INSTRUCTIONS FOR THE TASK:
Please find every line of the listing below where "KeyValueStore" occurs and copy it.

DATASET ENTRIES:
....
//! Named-user identity.
//!
//! `NamedUser` owns the identity keys in the store. Every identity-affecting
//! write happens inside one critical section that persists the id, mints a
//! fresh change token, and enqueues the reconciliation jobs. The jobs read
//! whatever is current when they run, so a superseded job does no harm.

pub mod handler;
pub mod tag_groups;

use std::sync::{Arc, Mutex, MutexGuard, PoisonError};

use serde::{Deserialize, Serialize};
use tracing::{debug, error, info};

use crate::channel::Channel;
use crate::error::Result;
use crate::job::{JobDescriptor, JobDispatcher};
use crate::ledger::{ChangeToken, ChangeTokenLedger};
use crate::remote::NamedUserClient;
use crate::store::KeyValueStore;

pub use handler::NamedUserJobHandler;
pub use tag_groups::{QueuedTagEdit, TagEditQueue, TagGroupEdit, TagGroupsEditor};

pub const COMPONENT: &str = "named_user";

pub const ACTION_UPDATE_NAMED_USER: &str = "update_named_user";
pub const ACTION_CLEAR_PENDING_TAGS: &str = "clear_pending_named_user_tags";
pub const ACTION_APPLY_TAG_GROUP_CHANGES: &str = "apply_tag_group_changes";
pub const ACTION_UPDATE_TAG_GROUPS: &str = "update_named_user_tag_groups";

pub const MAX_NAMED_USER_ID_LENGTH: usize = 128;

pub(crate) const NAMED_USER_ID_KEY: &str = "named_user.id";
pub(crate) const CHANGE_TOKEN_KEY: &str = "named_user.change_token";
pub(crate) const LAST_UPDATED_TOKEN_KEY: &str = "named_user.last_updated_token";

#[derive(Debug, Clone, Copy, PartialEq, Eq, Serialize, Deserialize)]
#[serde(rename_all = "snake_case")]
pub enum SetIdOutcome {
    /// Identity written, token re-minted, reconciliation scheduled.
    Updated,
    /// Same id with an existing token; nothing changed.
    Unchanged,
    /// Blank or over-long id; nothing changed.
    Rejected,
}

#[derive(Debug, Clone, PartialEq, Eq, Serialize, Deserialize)]
pub struct NamedUserRecord {
    pub id: Option<String>,
    pub change_token: Option<ChangeToken>,
}

/// Identity as seen by the reconciliation jobs.
#[derive(Debug, Clone, PartialEq, Eq)]
pub(crate) struct Snapshot {
    pub id: Option<String>,
    pub change_token: Option<ChangeToken>,
    pub last_updated_token: Option<ChangeToken>,
}

/// Cheap to clone; clones share the store, the dispatcher and the identity
/// lock.
#[derive(Clone)]
pub struct NamedUser {
    store: Arc<dyn KeyValueStore>,
    ledger: ChangeTokenLedger,
    tag_queue: TagEditQueue,
    dispatcher: JobDispatcher,
    lock: Arc<Mutex<()>>,
}

impl NamedUser {
    pub fn new(store: Arc<dyn KeyValueStore>, dispatcher: JobDispatcher) -> Self {
        Self {
            ledger: ChangeTokenLedger::new(Arc::clone(&store), CHANGE_TOKEN_KEY),
            tag_queue: TagEditQueue::new(Arc::clone(&store)),
            store,
            dispatcher,
            lock: Arc::new(Mutex::new(())),
        }
    }

    /// Schedule reconciliation of whatever state survived the last run.
    pub fn init(&self) -> Result<()> {
        self.dispatch(ACTION_UPDATE_NAMED_USER);
        if self.id()?.is_some() {
            self.dispatch(ACTION_UPDATE_TAG_GROUPS);
        }
        Ok(())
    }

    pub fn id(&self) -> Result<Option<String>> {
        self.store.get(NAMED_USER_ID_KEY)
    }

    pub fn change_token(&self) -> Result<Option<ChangeToken>> {
        self.ledger.current()
    }

    pub fn record(&self) -> Result<NamedUserRecord> {
        let _guard = self.guard();
        Ok(NamedUserRecord {
            id: self.id()?,
            change_token: self.ledger.current()?,
        })
    }

    /// Associate the device with `id`, or disassociate it when `id` is
    /// `None`. Invalid ids are logged and reported as
    /// [`SetIdOutcome::Rejected`].
    pub fn set_id(&self, id: Option<&str>) -> Result<SetIdOutcome> {
        let id = match id.map(str::trim) {
            None => None,
            Some(candidate) => match validate_id(candidate) {
                Ok(()) => Some(candidate),
                Err(reason) => {
                    error!(reason, "rejected named user id");
                    return Ok(SetIdOutcome::Rejected);
                }
            },
        };

        let _guard = self.guard();
        let current = self.id()?;
        if current.as_deref() == id && self.ledger.current()?.is_some() {
            debug!("named user id unchanged");
            return Ok(SetIdOutcome::Unchanged);
        }
        self.update_locked(id)?;
        Ok(SetIdOutcome::Updated)
    }

    /// Re-send the current identity even though nothing changed locally.
    pub fn force_update(&self) -> Result<()> {
        let _guard = self.guard();
        let token = self.ledger.refresh()?;
        info!(change_token = %token, "forcing named user update");
        self.dispatch(ACTION_UPDATE_NAMED_USER);
        Ok(())
    }

    /// Make sure the remote side knows this device has no named user when
    /// none has ever been recorded. Behaves like `set_id(None)`: once a token
    /// exists for the null identity this is a no-op. Returns whether an
    /// update was scheduled.
    pub fn disassociate_if_null(&self) -> Result<bool> {
        let _guard = self.guard();
        if self.id()?.is_some() || self.ledger.current()?.is_some() {
            return Ok(false);
        }
        self.update_locked(None)?;
        Ok(true)
    }

    pub fn edit_tag_groups(&self) -> TagGroupsEditor<'_> {
        TagGroupsEditor::new(self)
    }

    /// Build the job handler that reconciles this named user through
    /// `client`.
    pub fn job_handler(
        &self,
        channel: Channel,
        client: Arc<dyn NamedUserClient>,
    ) -> NamedUserJobHandler {
        NamedUserJobHandler::new(self.clone(), channel, client)
    }

    pub(crate) fn queue_tag_edits(&self, edits: Vec<TagGroupEdit>) -> Result<()> {
        {
            let _guard = self.guard();
            let token = self.ledger.current()?;
            self.tag_queue.push(token, edits)?;
        }
        self.dispatch(ACTION_APPLY_TAG_GROUP_CHANGES);
        Ok(())
    }

    pub(crate) fn tag_queue(&self) -> &TagEditQueue {
        &self.tag_queue
    }

    pub(crate) fn snapshot(&self) -> Result<Snapshot> {
        let _guard = self.guard();
        Ok(Snapshot {
            id: self.id()?,
            change_token: self.ledger.current()?,
            last_updated_token: self
                .store
                .get(LAST_UPDATED_TOKEN_KEY)?
                .map(ChangeToken::from),
        })
    }

    /// Record `token` as uploaded if it is still the current token. Returns
    /// false when a newer write superseded it.
    pub(crate) fn mark_uploaded(&self, token: &ChangeToken) -> Result<bool> {
        let _guard = self.guard();
        if !self.ledger.is_current(token)? {
            return Ok(false);
        }
        self.store.put(LAST_UPDATED_TOKEN_KEY, token.as_str())?;
        Ok(true)
    }

    pub(crate) fn dispatch(&self, action: &str) {
        self.dispatcher.dispatch(JobDescriptor::new(COMPONENT, action));
    }

    fn update_locked(&self, id: Option<&str>) -> Result<()> {
        let token = ChangeToken::generate();
        self.store.write_batch(&[
            (NAMED_USER_ID_KEY, id),
            (self.ledger.key(), Some(token.as_str())),
        ])?;
        info!(named_user = id.unwrap_or("<none>"), change_token = %token, "named user changed");
        self.dispatch(ACTION_CLEAR_PENDING_TAGS);
        self.dispatch(ACTION_UPDATE_NAMED_USER);
        Ok(())
    }

    fn guard(&self) -> MutexGuard<'_, ()> {
        self.lock.lock().unwrap_or_else(PoisonError::into_inner)
    }
}

fn validate_id(candidate: &str) -> std::result::Result<(), &'static str> {
    if candidate.is_empty() {
        return Err("id must not be blank");
    }
    if candidate.chars().count() > MAX_NAMED_USER_ID_LENGTH {
        return Err("id is longer than 128 characters");
    }
    Ok(())
}

// ---------------------------------------------------------------------------
// Tests
// ---------------------------------------------------------------------------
....
RESPONSE TO THE EXERCISE:
use crate::store::KeyValueStore;
    store: Arc<dyn KeyValueStore>,
    pub fn new(store: Arc<dyn KeyValueStore>, dispatcher: JobDispatcher) -> Self {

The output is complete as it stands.